P1.164  Saturday, Jan. 4 15:30  Reconstructing the evolution of ancestral gap junction proteins BOND, S.R.*; BAXEVANIS, A.D.; Genome Technology Branch, Division of Intramural Research, National Human Genome Research Institute, National Institutes of Health; Genome Technology Branch, Division of Intramural Research, National Human Genome Research Institute, National Institutes of Health steve.bond@nih.gov

Gap junctions (GJs) are a nearly ubiquitous feature of metazoan life, coupling the cytoplasm of adjacent cells into a partially selective syncytium. The range of physiological and pathophysiological processes that GJs partake in is extensive – a feature that is mirrored by an equally extensive diversity in the primary sequence of GJ-forming proteins. A particular curiosity is the presence of two distinct families of GJ proteins within the animal kingdom. In chordates, connexins (Cxs) are responsible for coupling adjoining cells, while the “invertebrate analogs of connexins”, namely innexins (Inxs), perform the function across most of the remaining phyla. While the three-dimensional structures of Inxs and Cxs are thought to be quite similar, they share very little identity at the sequence level, making it difficult to infer homology with any level of statistical rigor.
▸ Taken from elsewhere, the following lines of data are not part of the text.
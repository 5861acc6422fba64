mod file_reader;
mod range_reader;

pub use file_reader::FileRangeReader;
pub use range_reader::{MemoryRangeReader, RangeReader};
//! Test utilities for integration tests.
//!
//! Builds small tiled pyramid TIFFs in memory so tests can exercise the full
//! read path without real slide files.

use image::codecs::jpeg::JpegEncoder;
use image::{imageops, Rgb, RgbImage};
use std::path::{Path, PathBuf};

// =============================================================================
// Synthetic Pixels
// =============================================================================

pub const TISSUE_PIXEL: Rgb<u8> = Rgb([120, 60, 140]);
pub const GLASS_PIXEL: Rgb<u8> = Rgb([245, 245, 245]);

/// A bright slide with one dark rectangle covering the left `fraction` of
/// the width.
pub fn tissue_slide_level(width: u32, height: u32, fraction: f64) -> RgbImage {
    let edge = (width as f64 * fraction).round() as u32;
    RgbImage::from_fn(width, height, |x, _| {
        if x < edge {
            TISSUE_PIXEL
        } else {
            GLASS_PIXEL
        }
    })
}

/// Levels of a power-of-two pyramid, level 0 first.
pub fn tissue_pyramid(width: u32, height: u32, count: u32) -> Vec<RgbImage> {
    (0..count)
        .map(|i| tissue_slide_level(width >> i, height >> i, 0.5))
        .collect()
}

// =============================================================================
// TIFF Builder
// =============================================================================

#[derive(Clone, Copy, Debug, PartialEq, Eq)]
pub enum TileEncoding {
    Uncompressed,
    Jpeg,
}

#[derive(Clone, Copy, Debug, PartialEq, Eq)]
pub enum ByteOrderType {
    LittleEndian,
    BigEndian,
}

/// Builder for tiled, multi-IFD RGB TIFF files.
pub struct PyramidTiffBuilder {
    levels: Vec<RgbImage>,
    tile_size: u32,
    encoding: TileEncoding,
    compression_tag: Option<u16>,
    description: Option<String>,
    page_descriptions: Vec<(usize, String)>,
    byte_order: ByteOrderType,
    is_bigtiff: bool,
}

const ASCII: u16 = 2;
const SHORT: u16 = 3;
const LONG: u16 = 4;
const LONG8: u16 = 16;

struct Entry {
    tag: u16,
    field_type: u16,
    count: u64,
    bytes: Vec<u8>,
}

impl PyramidTiffBuilder {
    pub fn new(levels: Vec<RgbImage>) -> Self {
        Self {
            levels,
            tile_size: 16,
            encoding: TileEncoding::Uncompressed,
            compression_tag: None,
            description: None,
            page_descriptions: Vec::new(),
            byte_order: ByteOrderType::LittleEndian,
            is_bigtiff: false,
        }
    }

    pub fn tile_size(mut self, size: u32) -> Self {
        self.tile_size = size;
        self
    }

    pub fn encoding(mut self, encoding: TileEncoding) -> Self {
        self.encoding = encoding;
        self
    }

    /// Override the Compression tag without changing how tiles are stored.
    pub fn compression_tag(mut self, value: u16) -> Self {
        self.compression_tag = Some(value);
        self
    }

    pub fn description(mut self, description: impl Into<String>) -> Self {
        self.description = Some(description.into());
        self
    }

    /// ImageDescription for a page other than the first.
    pub fn page_description(mut self, index: usize, description: impl Into<String>) -> Self {
        self.page_descriptions.push((index, description.into()));
        self
    }

    pub fn byte_order(mut self, order: ByteOrderType) -> Self {
        self.byte_order = order;
        self
    }

    pub fn bigtiff(mut self, is_bigtiff: bool) -> Self {
        self.is_bigtiff = is_bigtiff;
        self
    }

    pub fn build(self) -> Vec<u8> {
        let mut data = Vec::new();
        data.extend_from_slice(match self.byte_order {
            ByteOrderType::LittleEndian => b"II",
            ByteOrderType::BigEndian => b"MM",
        });

        let mut next_pointer_pos;
        if self.is_bigtiff {
            self.put(&mut data, 43, 2);
            self.put(&mut data, 8, 2);
            self.put(&mut data, 0, 2);
            next_pointer_pos = data.len();
            self.put(&mut data, 0, 8);
        } else {
            self.put(&mut data, 42, 2);
            next_pointer_pos = data.len();
            self.put(&mut data, 0, 4);
        }

        for (index, level) in self.levels.iter().enumerate() {
            let (offsets, counts) = self.write_tiles(&mut data, level);
            let entries = self.entries(index, level, &offsets, &counts);

            if data.len() % 2 == 1 {
                data.push(0);
            }
            let ifd_offset = data.len() as u64;
            self.patch(&mut data, next_pointer_pos, ifd_offset);
            next_pointer_pos = self.write_ifd(&mut data, entries);
        }

        data
    }

    fn write_tiles(&self, data: &mut Vec<u8>, level: &RgbImage) -> (Vec<u64>, Vec<u64>) {
        let ts = self.tile_size;
        let tiles_x = level.width().div_ceil(ts);
        let tiles_y = level.height().div_ceil(ts);
        let mut offsets = Vec::new();
        let mut counts = Vec::new();

        for ty in 0..tiles_y {
            for tx in 0..tiles_x {
                let mut tile = RgbImage::from_pixel(ts, ts, Rgb([0, 0, 0]));
                imageops::replace(&mut tile, level, -((tx * ts) as i64), -((ty * ts) as i64));

                let bytes = match self.encoding {
                    TileEncoding::Uncompressed => tile.into_raw(),
                    TileEncoding::Jpeg => {
                        let mut buf = Vec::new();
                        JpegEncoder::new_with_quality(&mut buf, 95)
                            .encode_image(&tile)
                            .unwrap();
                        buf
                    }
                };
                offsets.push(data.len() as u64);
                counts.push(bytes.len() as u64);
                data.extend_from_slice(&bytes);
            }
        }

        (offsets, counts)
    }

    fn entries(&self, index: usize, level: &RgbImage, offsets: &[u64], counts: &[u64]) -> Vec<Entry> {
        let compression = self.compression_tag.unwrap_or(match self.encoding {
            TileEncoding::Uncompressed => 1,
            TileEncoding::Jpeg => 7,
        });

        let mut entries = vec![
            self.scalar(256, LONG, level.width() as u64),
            self.scalar(257, LONG, level.height() as u64),
            self.scalar(258, SHORT, 8),
            self.scalar(259, SHORT, compression as u64),
            self.scalar(262, SHORT, 2),
            self.scalar(277, SHORT, 3),
            self.scalar(284, SHORT, 1),
            self.scalar(322, LONG, self.tile_size as u64),
            self.scalar(323, LONG, self.tile_size as u64),
            self.array(324, offsets),
            self.array(325, counts),
        ];

        let description = if index == 0 {
            self.description.as_ref()
        } else {
            self.page_descriptions
                .iter()
                .find(|(i, _)| *i == index)
                .map(|(_, d)| d)
        };
        if let Some(description) = description {
            let mut bytes = description.as_bytes().to_vec();
            bytes.push(0);
            entries.push(Entry {
                tag: 270,
                field_type: ASCII,
                count: bytes.len() as u64,
                bytes,
            });
        }

        entries.sort_by_key(|e| e.tag);
        entries
    }

    fn scalar(&self, tag: u16, field_type: u16, value: u64) -> Entry {
        let mut bytes = Vec::new();
        self.put(&mut bytes, value, if field_type == SHORT { 2 } else { 4 });
        Entry {
            tag,
            field_type,
            count: 1,
            bytes,
        }
    }

    fn array(&self, tag: u16, values: &[u64]) -> Entry {
        let (field_type, size) = if self.is_bigtiff { (LONG8, 8) } else { (LONG, 4) };
        let mut bytes = Vec::new();
        for &v in values {
            self.put(&mut bytes, v, size);
        }
        Entry {
            tag,
            field_type,
            count: values.len() as u64,
            bytes,
        }
    }

    /// Write an IFD and its out-of-line values; returns the position of its
    /// next-IFD pointer.
    fn write_ifd(&self, data: &mut Vec<u8>, entries: Vec<Entry>) -> usize {
        let (count_size, entry_size, inline_size) = if self.is_bigtiff { (8, 20, 8) } else { (2, 12, 4) };
        let ifd_start = data.len();
        let ifd_size = count_size + entries.len() * entry_size + inline_size;
        let mut external_offset = (ifd_start + ifd_size) as u64;
        let mut external = Vec::new();

        self.put(data, entries.len() as u64, count_size);
        for entry in &entries {
            self.put(data, entry.tag as u64, 2);
            self.put(data, entry.field_type as u64, 2);
            self.put(data, entry.count, inline_size);

            if entry.bytes.len() <= inline_size {
                let mut inline = entry.bytes.clone();
                inline.resize(inline_size, 0);
                data.extend_from_slice(&inline);
            } else {
                self.put(data, external_offset, inline_size);
                external.extend_from_slice(&entry.bytes);
                if external.len() % 2 == 1 {
                    external.push(0);
                }
                external_offset = (ifd_start + ifd_size + external.len()) as u64;
            }
        }

        let next_pointer_pos = data.len();
        self.put(data, 0, inline_size);
        data.extend_from_slice(&external);
        next_pointer_pos
    }

    fn put(&self, data: &mut Vec<u8>, value: u64, size: usize) {
        let bytes = match self.byte_order {
            ByteOrderType::LittleEndian => value.to_le_bytes(),
            ByteOrderType::BigEndian => value.to_be_bytes(),
        };
        match self.byte_order {
            ByteOrderType::LittleEndian => data.extend_from_slice(&bytes[..size]),
            ByteOrderType::BigEndian => data.extend_from_slice(&bytes[8 - size..]),
        }
    }

    fn patch(&self, data: &mut [u8], pos: usize, value: u64) {
        let size = if self.is_bigtiff { 8 } else { 4 };
        let mut bytes = Vec::new();
        self.put(&mut bytes, value, size);
        data[pos..pos + size].copy_from_slice(&bytes);
    }
}

// =============================================================================
// Files
// =============================================================================

pub const APERIO_DESCRIPTION: &str =
    "Aperio Image Library v12.0.15\r\n1024x768 [0,0 1024x768] (256x256) JPEG/RGB Q=70|AppMag = 20|MPP = 0.4990";

/// Write `data` to `<dir>/<name>` and return the path.
pub fn write_slide(dir: &Path, name: &str, data: &[u8]) -> PathBuf {
    let path = dir.join(name);
    std::fs::write(&path, data).unwrap();
    path
}

/// Decode every page of a TIFF written by the pipeline.
pub fn read_tiff_pages(path: &Path) -> Vec<RgbImage> {
    use tiff::decoder::{Decoder, DecodingResult};

    let mut decoder = Decoder::new(std::fs::File::open(path).unwrap()).unwrap();
    let mut pages = Vec::new();
    loop {
        let (width, height) = decoder.dimensions().unwrap();
        let DecodingResult::U8(data) = decoder.read_image().unwrap() else {
            panic!("expected 8-bit pages");
        };
        pages.push(RgbImage::from_raw(width, height, data).unwrap());
        if !decoder.more_images() {
            break;
        }
        decoder.next_image().unwrap();
    }
    pages
}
In the current study, we explore the evolutionary relationship between Inxs and Cxs, making use of newly released whole-genome sequence data to include GJ proteins from all major metazoan phyla. Structural features of these proteins are used to guide multiple sequence alignments, and ancestral states are reconstructed as position-specific scoring matrices (PSSMs) from groups of closely related sequences using partial-order sequence graphs, Bayesian inference, and maximum likelihood approaches. Sequential profile-profile alignments then allow us to progressively step down through deeper phylogenetic nodes to the inferred base (i.e., the last common ancestor) of both the Inx and Cx families. It is from these basal PSSMs that we finally calculate the probability of Inx and Cx homology.